I'm sure I'm writing this to you because in the Jewish faith it's Hanukkah, and while I'm a non-Jewish person myself, I love recognizing acts of faith.
“The act of kindling the menorah embodies themes of hope, perseverance and the triumph of light over darkness. As the candles are lit, families gather around, reciting blessings and singing traditional songs to celebrate the miracle of Hanukkah and reaffirm their commitment to their faith.”
Do you have faith in yourself right now? In your business?
Yes? GREAT. I'm standing here with you.
No? It's ok. I'm still here standing with you.
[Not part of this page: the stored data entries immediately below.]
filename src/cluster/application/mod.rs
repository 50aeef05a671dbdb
pub mod request;
pub mod response;
pub mod service;
use crate::core::domain::error::ValidationError;
use serde::{Deserialize, Serialize};
use std::fmt;
use std::str::FromStr;

/// Which server product a node runs.
///
/// Persisted as `""` (auto-detect), `"bao"` or `"vault"`.
#[derive(Debug, Clone, Copy, Default, PartialEq, Eq, Hash, Serialize, Deserialize)]
pub enum ProductType {
    #[default]
    #[serde(rename = "")]
    Auto,
    #[serde(rename = "bao")]
    OpenBao,
    #[serde(rename = "vault")]
    Vault,
}

impl ProductType {
    /// Binary names to try, in order of preference.
    pub fn binary_candidates(self) -> &'static [&'static str] {
        match self {
            ProductType::Auto => &["openbao", "bao", "vault"],
            ProductType::OpenBao => &["openbao", "bao"],
            ProductType::Vault => &["vault"],
        }
    }

    pub fn as_str(self) -> &'static str {
        match self {
            ProductType::Auto => "",
            ProductType::OpenBao => "bao",
            ProductType::Vault => "vault",
        }
    }
}

/// Returns `true` if `file_name` is one of the known server executables.
pub(crate) fn is_server_binary(file_name: &str) -> bool {
    ProductType::Auto.binary_candidates().contains(&file_name)
}

impl fmt::Display for ProductType {
    fn fmt(&self, f: &mut fmt::Formatter<'_>) -> fmt::Result {
        match self {
            ProductType::Auto => f.write_str("auto"),
            other => f.write_str(other.as_str()),
        }
    }
}

impl FromStr for ProductType {
    type Err = ValidationError;

    fn from_str(s: &str) -> Result<Self, Self::Err> {
        match s.to_ascii_lowercase().as_str() {
            "" | "auto" => Ok(ProductType::Auto),
            "bao" | "openbao" => Ok(ProductType::OpenBao),
            "vault" => Ok(ProductType::Vault),
            other => Err(ValidationError::field(
                "type",
                format!("unknown product type {other:?}; expected bao or vault"),
            )),
        }
    }
}
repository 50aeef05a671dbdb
//! Shared fixtures: a temporary workspace, mocked processes and fast timings.

use crate::{
    cluster::application::service::cluster_service::ClusterService,
    core::{
        domain::{
            model::{
                exec_environment::ExecEnvironment,
                instance_config::ConfigOption,
                listener::Listener,
                node::Node,
                seal::Seal,
                settings::{BackoffSettings, DevbaoSettings, ReadinessSettings},
                storage::Storage,
            },
            value_object::ProductType,
        },
        infrastructure::{
            process::{BinaryResolver, MockProcessInspector, MockProcessLauncher},
            workspace::Workspace,
        },
    },
    lifecycle::application::service::node_service::NodeService,
};
use std::collections::HashMap;
use std::io::{Error, ErrorKind};
use std::path::PathBuf;
use std::sync::Arc;
use std::time::Duration;
use tempfile::TempDir;
use wiremock::MockServer;

pub(crate) const FAKE_PID: u32 = 4242;
pub(crate) const FAKE_BINARY: &str = "/usr/bin/bao";

pub(crate) struct Harness {
    _root: TempDir,
    pub workspace: Workspace,
    pub nodes: NodeService,
    pub clusters: ClusterService,
}

impl Harness {
    /// Every tracked pid looks dead; launches succeed with [`FAKE_PID`].
    pub fn stopped() -> Self {
        Self::with_inspector(|_| Err(Error::new(ErrorKind::NotFound, "no such process")))
    }

    /// Every tracked pid looks like a live server.
    pub fn running() -> Self {
        Self::with_inspector(|_| Ok(PathBuf::from(FAKE_BINARY)))
    }

    fn with_inspector<F>(executable: F) -> Self
    where
        F: Fn(u32) -> std::io::Result<PathBuf> + Send + Sync + 'static,
    {
        let root = TempDir::new().unwrap();
        let workspace = Workspace::new(root.path());

        let mut inspector = MockProcessInspector::new();
        inspector.expect_executable().returning(executable);
        inspector.expect_signal().returning(|_, _| Ok(()));
        inspector.expect_is_privileged().return_const(false);

        let mut launcher = MockProcessLauncher::new();
        launcher.expect_launch().returning(|_, _| Ok(FAKE_PID));

        let nodes = NodeService::new(
            workspace.clone(),
            Arc::new(inspector),
            Arc::new(launcher),
            resolver(),
            fast_settings(),
        );
        Self {
            _root: root,
            workspace,
            clusters: ClusterService::new(nodes.clone()),
            nodes,
        }
    }

    /// Builds and persists a raft node listening on the mock server's address.
    pub async fn production_node(&self, name: &str, server: &MockServer, seals: Vec<Seal>) -> Node {
        let mut options = vec![
            ConfigOption::Listener(Listener::tcp(listen_address(server))),
            ConfigOption::Storage(Storage::Raft),
        ];
        options.extend(seals.into_iter().map(ConfigOption::Seal));
        self.nodes
            .build(name, ProductType::OpenBao, options)
            .await
            .unwrap()
    }
}

pub(crate) fn resolver() -> BinaryResolver {
    let overrides = ["openbao", "bao", "vault"]
        .into_iter()
        .map(|name| (name.to_string(), PathBuf::from(FAKE_BINARY)))
        .collect::<HashMap<_, _>>();
    BinaryResolver::new(overrides, Vec::new())
}

pub(crate) fn fast_settings() -> DevbaoSettings {
    DevbaoSettings {
        readiness: ReadinessSettings {
            grace: Duration::ZERO,
            interval: Duration::from_millis(10),
            timeout: Duration::from_millis(200),
        },
        stabilize: BackoffSettings {
            initial: Duration::from_millis(5),
            max: Duration::from_millis(20),
            budget: Duration::from_millis(300),
        },
        kill_grace: Duration::from_millis(10),
    }
}

/// `host:port` of a mock server, usable as a tcp listener address.
pub(crate) fn listen_address(server: &MockServer) -> String {
    server.address().to_string()
}

/// A process snapshot that the running harness accepts as alive.
pub(crate) fn exec_for(node: &Node) -> ExecEnvironment {
    ExecEnvironment {
        binary: PathBuf::from(FAKE_BINARY),
        args: Vec::new(),
        directory: PathBuf::from(format!("/nodes/{}", node.name)),
        connection_address: node
            .config
            .listeners
            .iter()
            .find_map(|l| match l {
                Listener::Tcp(tcp) => Some(tcp.address.clone()),
                Listener::Unix(_) => None,
            })
            .unwrap_or_default(),
        pid: FAKE_PID,
    }
}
Owning a business is a spiritual practice. You're making art. You're putting your heart and soul into it.
You are doing it.
I'm doing it too.
- Did I teach that Million Dollar Masterclass with an irregular heart rhythm? Yep.
- Did I enjoy every second of it? YES.
- Have I missed emails this week? Yes.
- Am I behind on some projects? Totally.
- Do I have pangs of worry that I'll go out of sinus rhythm again? Yes, thank you ptsd.
- But am I being nice to myself about it all? YES, I'm trying. :)
And can you feel me now
That I'm vulnerable in oh-so many ways?
Oh, and I'll never change
Being vulnerable is the best way to be authentic. To tell the real story of your business journey. So I'm sharing my story with you today.
I'm leaving the light on for myself, and I'm leaving it on for you too.